- **EXERCISE DESCRIPTION**: The lines to be extracted run from the start of the listing through the line containing "the same rows."; copy them exactly and nothing else.

- **GIVEN RECORDS**:
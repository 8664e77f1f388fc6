#![forbid(unsafe_code)]

//! Deterministic demo dataset: one director, fifteen consultants, ten
//! projects with task boards and a daily ledger from June through
//! mid-August 2025. Reseeding wipes and rebuilds the same rows.

use super::*;
use om_core::status::{PRIORITIES, PROJECT_STATUSES, TASK_STATUSES};
use rusqlite::{Transaction, params};

pub const DIRECTOR_EMAIL: &str = "directeur@optimum.com";

const FIRST_NAMES: [&str; 15] = [
    "Yvan", "Marthe", "Serge", "Carine", "Didier", "Josiane", "Alain", "Solange", "Hervé",
    "Nadège", "Samuel", "Gaëlle", "Roger", "Chantal", "Rigobert",
];
const LAST_NAMES: [&str; 15] = [
    "Ngassa", "Kamdem", "Tchinda", "Fogue", "Mbiaga", "Wembe", "Talla", "Fotso", "Kenfack",
    "Noubissi", "Toko", "Eto'o", "Milla", "N'Kono", "Song",
];
const SKILLS: [&str; 9] = [
    "React",
    "Node.js",
    "Gestion de Projet",
    "Design UX/UI",
    "DevOps",
    "Base de données",
    "Marketing Digital",
    "PHP/Symfony",
    "Flutter",
];
const SPECIALIZATIONS: [&str; 8] = [
    "Développeur Full-Stack",
    "Chef de Projet Digital",
    "Designer UX/UI",
    "Ingénieur DevOps",
    "Administrateur Base de données",
    "Consultant Marketing Digital",
    "Développeur Mobile",
    "Architecte Logiciel",
];
const CITIES: [&str; 7] = [
    "Douala",
    "Yaoundé",
    "Bafoussam",
    "Limbe",
    "Kribi",
    "Garoua",
    "Bamenda",
];

const PROJECTS: [(&str, f64, f64, &str); 10] = [
    (
        "Création de logo pour la boutique 'Douala Market'",
        350_000.0,
        40.0,
        "Douala Market",
    ),
    (
        "Développement d'une page vitrine pour 'Kribi Pêcheurs'",
        750_000.0,
        80.0,
        "Kribi Pêcheurs",
    ),
    (
        "Campagne publicitaire pour 'Yaoundé Fashion Week'",
        500_000.0,
        50.0,
        "Yaoundé Fashion Week",
    ),
    (
        "Maintenance du site de l'hôtel 'Limbe Beach Resort'",
        400_000.0,
        30.0,
        "Limbe Beach Resort",
    ),
    (
        "Rédaction de contenu pour le blog 'Cuisine du Mboa'",
        250_000.0,
        25.0,
        "Cuisine du Mboa",
    ),
    (
        "Développement de l'app de gestion de tontine 'TontinApp'",
        8_500_000.0,
        600.0,
        "TontinApp SARL",
    ),
    (
        "Plateforme e-commerce pour 'Made in Cameroun'",
        12_000_000.0,
        950.0,
        "Made in Cameroun",
    ),
    (
        "Système de billetterie en ligne pour la fédération de football",
        15_000_000.0,
        1_200.0,
        "Fédération Camerounaise de Football",
    ),
    (
        "Digitalisation des archives de la Mairie de Bafoussam",
        7_000_000.0,
        550.0,
        "Mairie de Bafoussam",
    ),
    (
        "Création d'une application de VTC pour la ville de Douala",
        25_000_000.0,
        2_000.0,
        "Douala VTC Express",
    ),
];

const TASK_TITLES: [&str; 12] = [
    "Maquettes haute fidélité",
    "Mise en place du dépôt",
    "Intégration des écrans principaux",
    "Tests utilisateurs",
    "Déploiement en préproduction",
    "Configuration du pipeline CI",
    "Modélisation des données",
    "Rédaction du cahier de recette",
    "Optimisation des requêtes",
    "Revue de sécurité",
    "Formation des équipes",
    "Documentation technique",
];
const PURCHASES: [&str; 6] = [
    "ordinateur portable",
    "licences logicielles",
    "matériel réseau",
    "fournitures de bureau",
    "abonnement cloud",
    "serveur de sauvegarde",
];

const HOUR_MS: i64 = 3_600_000;
const DAY_MS: i64 = 86_400_000;
// 2025-02-01T00:00:00Z
const USERS_BASE_MS: i64 = 1_738_368_000_000;
// 2025-03-01T00:00:00Z
const PROJECTS_BASE_MS: i64 = 1_740_787_200_000;
// 2025-06-01T00:00:00Z, first day of the seeded ledger
const LEDGER_BASE_MS: i64 = 1_748_736_000_000;
// 2025-06-01 through 2025-08-20 inclusive
const LEDGER_DAYS: i64 = 81;

impl SqliteStore {
    /// Wipes every table and rebuilds the demo dataset. All seeded
    /// accounts share `password_hash`.
    pub fn seed_demo(&mut self, password_hash: &str) -> Result<SeedSummary, StoreError> {
        let mut summary = SeedSummary::default();
        let tx = self.conn.transaction()?;

        tx.execute_batch(
            r#"
            DELETE FROM notifications;
            DELETE FROM transactions;
            DELETE FROM tasks;
            DELETE FROM projects;
            DELETE FROM consultants;
            DELETE FROM sessions;
            DELETE FROM users;
            DELETE FROM counters;
            "#,
        )?;

        let director_id = insert_seed_user(
            &tx,
            "Jean-Pierre",
            "Kamga",
            DIRECTOR_EMAIL,
            password_hash,
            "DIRECTEUR",
            USERS_BASE_MS,
        )?;
        summary.users += 1;

        // (user_id, consultant_id, tjm)
        let mut consultants: Vec<(String, String, f64)> = Vec::with_capacity(15);
        for i in 0..15 {
            let first = FIRST_NAMES[i];
            let last = LAST_NAMES[i];
            let email = format!("{}.{}@optimum-consulting.cm", fold_ascii(first), fold_ascii(last));
            let created_ms = USERS_BASE_MS + (i as i64 + 1) * HOUR_MS;
            let user_id =
                insert_seed_user(&tx, first, last, &email, password_hash, "CONSULTANT", created_ms)?;
            summary.users += 1;

            let tjm = 35_000.0 + i as f64 * 8_000.0;
            let specialization = SPECIALIZATIONS[i % SPECIALIZATIONS.len()];
            let city = CITIES[i % CITIES.len()];
            let skill_count = 2 + i % 3;
            let skills: Vec<String> = (0..skill_count)
                .map(|k| SKILLS[(i * 2 + k) % SKILLS.len()].to_string())
                .collect();
            let biography = format!(
                "{specialization} basé à {city}, {} ans d'expérience sur des missions de conseil.",
                1 + i % 15
            );

            let consultant_id = next_id_tx(&tx, "consultant", "CON")?;
            tx.execute(
                r#"
                INSERT INTO consultants(id, user_id, tjm, specialization, skills, experience_years, biography, is_available, reliability, created_ms, updated_ms)
                VALUES (?1, ?2, ?3, ?4, ?5, ?6, ?7, 1, 100, ?8, ?8)
                "#,
                params![
                    consultant_id,
                    user_id,
                    tjm,
                    specialization,
                    encode_skills(&skills),
                    (1 + i % 15) as i64,
                    biography,
                    created_ms
                ],
            )?;
            summary.consultants += 1;
            consultants.push((user_id, consultant_id, tjm));
        }

        let mut project_rows: Vec<(String, String)> = Vec::with_capacity(PROJECTS.len());
        for (i, (title, budget, estimated_hours, client)) in PROJECTS.iter().enumerate() {
            let created_ms = PROJECTS_BASE_MS + i as i64 * 9 * DAY_MS + 10 * HOUR_MS;
            let manager = &consultants[(i * 3) % consultants.len()];
            let project_id = next_id_tx(&tx, "project", "PRJ")?;
            tx.execute(
                r#"
                INSERT INTO projects(id, title, description, status, priority, budget, budget_used,
                                     estimated_hours, actual_hours, start_ms, end_ms, deadline_ms,
                                     client_name, client_email, client_phone, creator_id, manager_id,
                                     is_active, created_ms, updated_ms)
                VALUES (?1, ?2, ?3, ?4, ?5, ?6, 0, ?7, 0, ?8, NULL, ?9, ?10, NULL, NULL, ?11, ?12, 1, ?13, ?13)
                "#,
                params![
                    project_id,
                    title,
                    format!("Prestation pour {client}: cadrage, réalisation et suivi."),
                    PROJECT_STATUSES[i % PROJECT_STATUSES.len()],
                    PRIORITIES[i % PRIORITIES.len()],
                    budget,
                    estimated_hours,
                    created_ms,
                    created_ms + 90 * DAY_MS,
                    client,
                    director_id,
                    manager.0,
                    created_ms
                ],
            )?;
            summary.projects += 1;

            let task_count = 5 + i % 4;
            let mut actual_total = 0.0;
            for j in 0..task_count {
                let task_created_ms = created_ms + (j as i64 + 1) * 2 * DAY_MS + j as i64 * HOUR_MS;
                let status = TASK_STATUSES[(i + j) % TASK_STATUSES.len()];
                let estimated = 5.0 + ((j * 7) % 36) as f64;
                let assignee = &consultants[(i * 5 + j) % consultants.len()];

                let (start_ms, end_ms, actual_hours) = match status {
                    "EN_COURS" => (Some(task_created_ms + DAY_MS), None, None),
                    "TERMINE" => {
                        let start = task_created_ms + DAY_MS;
                        let end = start + (3 + j as i64 % 7) * DAY_MS;
                        let factor = [0.8, 1.0, 1.3][j % 3];
                        (Some(start), Some(end), Some(estimated * factor))
                    }
                    _ => (None, None, None),
                };
                actual_total += actual_hours.unwrap_or(0.0);

                let task_id = next_id_tx(&tx, "task", "TSK")?;
                tx.execute(
                    r#"
                    INSERT INTO tasks(id, project_id, title, description, status, priority, budget,
                                      estimated_hours, actual_hours, assigned_user_id, parent_task_id,
                                      position, start_ms, end_ms, deadline_ms, created_ms, updated_ms)
                    VALUES (?1, ?2, ?3, ?4, ?5, ?6, 0, ?7, ?8, ?9, NULL, ?10, ?11, ?12, ?13, ?14, ?14)
                    "#,
                    params![
                        task_id,
                        project_id,
                        TASK_TITLES[(i * 4 + j) % TASK_TITLES.len()],
                        format!("Lot {} du projet, à livrer avec recette.", j + 1),
                        status,
                        PRIORITIES[(i * 2 + j) % PRIORITIES.len()],
                        estimated,
                        actual_hours,
                        assignee.0,
                        j as i64,
                        start_ms,
                        end_ms,
                        task_created_ms + 21 * DAY_MS,
                        task_created_ms
                    ],
                )?;
                summary.tasks += 1;
            }

            if actual_total > 0.0 {
                tx.execute(
                    "UPDATE projects SET actual_hours = ?2 WHERE id = ?1",
                    params![project_id, actual_total],
                )?;
            }
            project_rows.push((project_id, title.to_string()));
        }

        for day in 0..LEDGER_DAYS {
            let count = 1 + (day * 3) % 5;
            for k in 0..count {
                let created_ms = LEDGER_BASE_MS + day * DAY_MS + (8 + k * 2) * HOUR_MS;
                let id = next_id_tx(&tx, "transaction", "TRX")?;
                if (day + k) % 2 == 0 {
                    let project = &project_rows[((day * 13 + k * 7) % project_rows.len() as i64) as usize];
                    let amount = 100_000.0 + ((day * 13 + k * 7) % 25) as f64 * 100_000.0;
                    tx.execute(
                        r#"
                        INSERT INTO transactions(id, type, category, amount, description, reference, project_id, consultant_id, is_paid, due_ms, created_ms)
                        VALUES (?1, 'ENTREE', 'REVENUS_PROJET', ?2, ?3, NULL, ?4, NULL, 1, NULL, ?5)
                        "#,
                        params![
                            id,
                            amount,
                            format!("Paiement client pour projet \"{}\"", project.1),
                            project.0,
                            created_ms
                        ],
                    )?;
                } else {
                    match (day + k) % 3 {
                        0 => {
                            let consultant =
                                &consultants[((day + k * 5) % consultants.len() as i64) as usize];
                            let amount = consultant.2 * (5 + (day + k) % 16) as f64;
                            tx.execute(
                                r#"
                                INSERT INTO transactions(id, type, category, amount, description, reference, project_id, consultant_id, is_paid, due_ms, created_ms)
                                VALUES (?1, 'SORTIE', 'SALAIRE_CONSULTANT', ?2, ?3, NULL, NULL, ?4, 1, NULL, ?5)
                                "#,
                                params![
                                    id,
                                    amount,
                                    format!("Paiement salaire pour consultant {}", consultant.1),
                                    consultant.1,
                                    created_ms
                                ],
                            )?;
                        }
                        rest => {
                            let category = if rest == 1 {
                                "FRAIS_DEPLACEMENT"
                            } else {
                                "FRAIS_MATERIELS"
                            };
                            let amount = 25_000.0 + ((day * 11 + k * 5) % 20) as f64 * 25_000.0;
                            let item = PURCHASES[((day + k) % PURCHASES.len() as i64) as usize];
                            tx.execute(
                                r#"
                                INSERT INTO transactions(id, type, category, amount, description, reference, project_id, consultant_id, is_paid, due_ms, created_ms)
                                VALUES (?1, 'SORTIE', ?2, ?3, ?4, NULL, NULL, NULL, 1, NULL, ?5)
                                "#,
                                params![id, category, amount, format!("Achat: {item}"), created_ms],
                            )?;
                        }
                    }
                }
                summary.transactions += 1;
            }
        }

        tx.commit()?;
        Ok(summary)
    }
}

fn insert_seed_user(
    tx: &Transaction<'_>,
    first_name: &str,
    last_name: &str,
    email: &str,
    password_hash: &str,
    role: &str,
    created_ms: i64,
) -> Result<String, StoreError> {
    let id = next_id_tx(tx, "user", "USR")?;
    tx.execute(
        r#"
        INSERT INTO users(id, email, password_hash, first_name, last_name, phone, role, is_active, created_ms, updated_ms)
        VALUES (?1, ?2, ?3, ?4, ?5, NULL, ?6, 1, ?7, ?7)
        "#,
        params![id, email, password_hash, first_name, last_name, role, created_ms],
    )?;
    Ok(id)
}

/// Lowercases and strips accents and apostrophes so seeded names form
/// plain ASCII mailbox parts.
fn fold_ascii(name: &str) -> String {
    name.chars()
        .filter_map(|c| match c {
            'é' | 'è' | 'ê' | 'ë' => Some('e'),
            'à' | 'â' => Some('a'),
            'î' | 'ï' => Some('i'),
            'ô' => Some('o'),
            'ù' | 'û' | 'ü' => Some('u'),
            'ç' => Some('c'),
            c if c.is_ascii_alphanumeric() => Some(c.to_ascii_lowercase()),
            _ => None,
        })
        .collect()
}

- **EXERCISE RESULT**:
repository 8664e77f1f388fc6
#![forbid(unsafe_code)]

//! Deterministic demo dataset: one director, fifteen consultants, ten
//! projects with task boards and a daily ledger from June through
//! mid-August 2025. Reseeding wipes and rebuilds the same rows.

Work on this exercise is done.